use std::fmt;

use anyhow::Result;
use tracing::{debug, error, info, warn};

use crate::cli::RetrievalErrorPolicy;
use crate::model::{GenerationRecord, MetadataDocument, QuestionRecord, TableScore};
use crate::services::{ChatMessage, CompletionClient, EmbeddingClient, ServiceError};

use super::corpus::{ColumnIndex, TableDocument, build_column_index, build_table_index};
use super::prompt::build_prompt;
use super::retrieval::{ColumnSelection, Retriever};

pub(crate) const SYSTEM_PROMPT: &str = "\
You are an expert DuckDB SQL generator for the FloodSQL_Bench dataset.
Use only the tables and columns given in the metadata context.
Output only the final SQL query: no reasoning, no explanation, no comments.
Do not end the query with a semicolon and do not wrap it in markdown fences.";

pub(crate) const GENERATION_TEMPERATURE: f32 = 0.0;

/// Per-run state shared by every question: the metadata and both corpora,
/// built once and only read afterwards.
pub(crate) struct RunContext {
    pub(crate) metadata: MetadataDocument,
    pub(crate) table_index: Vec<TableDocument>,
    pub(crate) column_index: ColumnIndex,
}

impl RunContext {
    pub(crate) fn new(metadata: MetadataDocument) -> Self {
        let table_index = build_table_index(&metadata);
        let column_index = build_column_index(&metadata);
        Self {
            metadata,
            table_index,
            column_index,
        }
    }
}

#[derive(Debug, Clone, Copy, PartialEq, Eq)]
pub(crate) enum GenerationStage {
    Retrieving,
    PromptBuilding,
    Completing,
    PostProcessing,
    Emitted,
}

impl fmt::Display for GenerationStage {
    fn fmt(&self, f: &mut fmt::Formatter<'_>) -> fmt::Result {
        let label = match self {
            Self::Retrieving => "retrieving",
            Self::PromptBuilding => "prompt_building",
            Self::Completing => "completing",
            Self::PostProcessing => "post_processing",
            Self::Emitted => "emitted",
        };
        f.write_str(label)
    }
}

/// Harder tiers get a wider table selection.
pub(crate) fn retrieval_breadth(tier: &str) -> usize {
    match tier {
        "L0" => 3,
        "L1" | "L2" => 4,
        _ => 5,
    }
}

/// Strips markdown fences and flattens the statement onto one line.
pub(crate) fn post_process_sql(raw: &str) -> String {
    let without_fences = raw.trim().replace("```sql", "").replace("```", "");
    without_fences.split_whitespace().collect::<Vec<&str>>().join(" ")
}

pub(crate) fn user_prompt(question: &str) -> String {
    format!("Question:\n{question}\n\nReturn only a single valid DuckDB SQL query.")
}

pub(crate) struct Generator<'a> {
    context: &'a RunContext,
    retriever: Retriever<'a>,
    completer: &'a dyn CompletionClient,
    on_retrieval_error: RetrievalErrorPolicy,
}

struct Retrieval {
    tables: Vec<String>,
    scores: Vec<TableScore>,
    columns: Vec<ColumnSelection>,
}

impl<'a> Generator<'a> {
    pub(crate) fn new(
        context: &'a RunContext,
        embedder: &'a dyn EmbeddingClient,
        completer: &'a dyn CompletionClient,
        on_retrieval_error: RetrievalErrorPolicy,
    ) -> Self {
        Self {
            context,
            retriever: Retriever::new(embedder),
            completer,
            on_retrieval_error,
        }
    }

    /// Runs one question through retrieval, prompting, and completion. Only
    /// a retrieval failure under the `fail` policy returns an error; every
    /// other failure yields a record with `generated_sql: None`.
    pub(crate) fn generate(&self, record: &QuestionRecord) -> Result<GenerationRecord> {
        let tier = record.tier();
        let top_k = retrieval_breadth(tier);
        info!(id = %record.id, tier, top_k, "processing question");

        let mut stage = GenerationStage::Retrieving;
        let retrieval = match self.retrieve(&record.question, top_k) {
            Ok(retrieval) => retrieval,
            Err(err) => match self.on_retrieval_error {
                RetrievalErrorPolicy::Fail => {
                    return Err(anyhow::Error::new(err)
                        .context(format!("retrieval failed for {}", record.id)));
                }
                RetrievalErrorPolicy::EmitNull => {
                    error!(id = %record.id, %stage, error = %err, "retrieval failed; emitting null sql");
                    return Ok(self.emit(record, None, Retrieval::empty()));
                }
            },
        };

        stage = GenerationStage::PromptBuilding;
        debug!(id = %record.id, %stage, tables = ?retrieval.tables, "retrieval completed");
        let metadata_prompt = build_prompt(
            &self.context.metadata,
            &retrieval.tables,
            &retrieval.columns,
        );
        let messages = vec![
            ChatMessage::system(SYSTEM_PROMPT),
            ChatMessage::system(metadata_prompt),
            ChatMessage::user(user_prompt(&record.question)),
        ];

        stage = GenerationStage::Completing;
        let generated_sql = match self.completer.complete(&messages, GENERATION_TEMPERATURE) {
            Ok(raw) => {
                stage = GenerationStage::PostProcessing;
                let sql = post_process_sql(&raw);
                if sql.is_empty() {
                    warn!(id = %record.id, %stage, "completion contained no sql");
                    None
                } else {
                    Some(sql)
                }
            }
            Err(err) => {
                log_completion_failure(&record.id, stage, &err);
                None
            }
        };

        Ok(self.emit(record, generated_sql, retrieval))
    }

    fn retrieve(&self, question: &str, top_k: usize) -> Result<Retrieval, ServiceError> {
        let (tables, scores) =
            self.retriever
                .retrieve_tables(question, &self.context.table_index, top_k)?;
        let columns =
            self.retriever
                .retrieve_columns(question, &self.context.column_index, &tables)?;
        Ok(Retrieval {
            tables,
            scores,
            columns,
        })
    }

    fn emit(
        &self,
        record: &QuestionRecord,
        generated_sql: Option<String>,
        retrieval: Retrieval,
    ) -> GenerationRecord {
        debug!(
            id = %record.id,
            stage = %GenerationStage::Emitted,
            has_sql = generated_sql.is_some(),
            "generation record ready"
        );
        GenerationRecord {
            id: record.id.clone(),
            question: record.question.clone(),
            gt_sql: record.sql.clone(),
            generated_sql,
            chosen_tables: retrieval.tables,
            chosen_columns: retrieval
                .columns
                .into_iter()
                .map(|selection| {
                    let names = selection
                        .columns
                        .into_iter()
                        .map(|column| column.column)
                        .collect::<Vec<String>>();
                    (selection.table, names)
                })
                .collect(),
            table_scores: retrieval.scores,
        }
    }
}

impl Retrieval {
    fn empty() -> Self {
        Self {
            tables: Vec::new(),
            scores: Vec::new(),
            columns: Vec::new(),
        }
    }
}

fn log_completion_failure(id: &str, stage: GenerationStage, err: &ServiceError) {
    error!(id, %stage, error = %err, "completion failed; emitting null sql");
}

> **What you will do**
Retype the records that precede this task, keeping them exactly the same.

> **Answer**
use std::fmt;

use anyhow::Result;
use tracing::{debug, error, info, warn};

use crate::cli::RetrievalErrorPolicy;
use crate::model::{GenerationRecord, MetadataDocument, QuestionRecord, TableScore};
use crate::services::{ChatMessage, CompletionClient, EmbeddingClient, ServiceError};

use super::corpus::{ColumnIndex, TableDocument, build_column_index, build_table_index};
use super::prompt::build_prompt;
use super::retrieval::{ColumnSelection, Retriever};

pub(crate) const SYSTEM_PROMPT: &str = "\
You are an expert DuckDB SQL generator for the FloodSQL_Bench dataset.
Use only the tables and columns given in the metadata context.
Output only the final SQL query: no reasoning, no explanation, no comments.
Do not end the query with a semicolon and do not wrap it in markdown fences.";

pub(crate) const GENERATION_TEMPERATURE: f32 = 0.0;

/// Per-run state shared by every question: the metadata and both corpora,
/// built once and only read afterwards.
pub(crate) struct RunContext {
    pub(crate) metadata: MetadataDocument,
    pub(crate) table_index: Vec<TableDocument>,
    pub(crate) column_index: ColumnIndex,
}

impl RunContext {
    pub(crate) fn new(metadata: MetadataDocument) -> Self {
        let table_index = build_table_index(&metadata);
        let column_index = build_column_index(&metadata);
        Self {
            metadata,
            table_index,
            column_index,
        }
    }
}

#[derive(Debug, Clone, Copy, PartialEq, Eq)]
pub(crate) enum GenerationStage {
    Retrieving,
    PromptBuilding,
    Completing,
    PostProcessing,
    Emitted,
}

impl fmt::Display for GenerationStage {
    fn fmt(&self, f: &mut fmt::Formatter<'_>) -> fmt::Result {
        let label = match self {
            Self::Retrieving => "retrieving",
            Self::PromptBuilding => "prompt_building",
            Self::Completing => "completing",
            Self::PostProcessing => "post_processing",
            Self::Emitted => "emitted",
        };
        f.write_str(label)
    }
}

/// Harder tiers get a wider table selection.
pub(crate) fn retrieval_breadth(tier: &str) -> usize {
    match tier {
        "L0" => 3,
        "L1" | "L2" => 4,
        _ => 5,
    }
}

/// Strips markdown fences and flattens the statement onto one line.
pub(crate) fn post_process_sql(raw: &str) -> String {
    let without_fences = raw.trim().replace("```sql", "").replace("```", "");
    without_fences.split_whitespace().collect::<Vec<&str>>().join(" ")
}

pub(crate) fn user_prompt(question: &str) -> String {
    format!("Question:\n{question}\n\nReturn only a single valid DuckDB SQL query.")
}

pub(crate) struct Generator<'a> {
    context: &'a RunContext,
    retriever: Retriever<'a>,
    completer: &'a dyn CompletionClient,
    on_retrieval_error: RetrievalErrorPolicy,
}

struct Retrieval {
    tables: Vec<String>,
    scores: Vec<TableScore>,
    columns: Vec<ColumnSelection>,
}

impl<'a> Generator<'a> {
    pub(crate) fn new(
        context: &'a RunContext,
        embedder: &'a dyn EmbeddingClient,
        completer: &'a dyn CompletionClient,
        on_retrieval_error: RetrievalErrorPolicy,
    ) -> Self {
        Self {
            context,
            retriever: Retriever::new(embedder),
            completer,
            on_retrieval_error,
        }
    }

    /// Runs one question through retrieval, prompting, and completion. Only
    /// a retrieval failure under the `fail` policy returns an error; every
    /// other failure yields a record with `generated_sql: None`.
    pub(crate) fn generate(&self, record: &QuestionRecord) -> Result<GenerationRecord> {
        let tier = record.tier();
        let top_k = retrieval_breadth(tier);
        info!(id = %record.id, tier, top_k, "processing question");

        let mut stage = GenerationStage::Retrieving;
        let retrieval = match self.retrieve(&record.question, top_k) {
            Ok(retrieval) => retrieval,
            Err(err) => match self.on_retrieval_error {
                RetrievalErrorPolicy::Fail => {
                    return Err(anyhow::Error::new(err)
                        .context(format!("retrieval failed for {}", record.id)));
                }
                RetrievalErrorPolicy::EmitNull => {
                    error!(id = %record.id, %stage, error = %err, "retrieval failed; emitting null sql");
                    return Ok(self.emit(record, None, Retrieval::empty()));
                }
            },
        };

        stage = GenerationStage::PromptBuilding;
        debug!(id = %record.id, %stage, tables = ?retrieval.tables, "retrieval completed");
        let metadata_prompt = build_prompt(
            &self.context.metadata,
            &retrieval.tables,
            &retrieval.columns,
        );
        let messages = vec![
            ChatMessage::system(SYSTEM_PROMPT),
            ChatMessage::system(metadata_prompt),
            ChatMessage::user(user_prompt(&record.question)),
        ];

        stage = GenerationStage::Completing;
        let generated_sql = match self.completer.complete(&messages, GENERATION_TEMPERATURE) {
            Ok(raw) => {
                stage = GenerationStage::PostProcessing;
                let sql = post_process_sql(&raw);
                if sql.is_empty() {
                    warn!(id = %record.id, %stage, "completion contained no sql");
                    None
                } else {
                    Some(sql)
                }
            }
            Err(err) => {
                log_completion_failure(&record.id, stage, &err);
                None
            }
        };

        Ok(self.emit(record, generated_sql, retrieval))
    }

    fn retrieve(&self, question: &str, top_k: usize) -> Result<Retrieval, ServiceError> {
        let (tables, scores) =
            self.retriever
                .retrieve_tables(question, &self.context.table_index, top_k)?;
        let columns =
            self.retriever
                .retrieve_columns(question, &self.context.column_index, &tables)?;
        Ok(Retrieval {
            tables,
            scores,
            columns,
        })
    }

    fn emit(
        &self,
        record: &QuestionRecord,
        generated_sql: Option<String>,
        retrieval: Retrieval,
    ) -> GenerationRecord {
        debug!(
            id = %record.id,
            stage = %GenerationStage::Emitted,
            has_sql = generated_sql.is_some(),
            "generation record ready"
        );
        GenerationRecord {
            id: record.id.clone(),
            question: record.question.clone(),
            gt_sql: record.sql.clone(),
            generated_sql,
            chosen_tables: retrieval.tables,
            chosen_columns: retrieval
                .columns
                .into_iter()
                .map(|selection| {
                    let names = selection
                        .columns
                        .into_iter()
                        .map(|column| column.column)
                        .collect::<Vec<String>>();
                    (selection.table, names)
                })
                .collect(),
            table_scores: retrieval.scores,
        }
    }
}

impl Retrieval {
    fn empty() -> Self {
        Self {
            tables: Vec::new(),
            scores: Vec::new(),
            columns: Vec::new(),
        }
    }
}

fn log_completion_failure(id: &str, stage: GenerationStage, err: &ServiceError) {
    error!(id, %stage, error = %err, "completion failed; emitting null sql");
}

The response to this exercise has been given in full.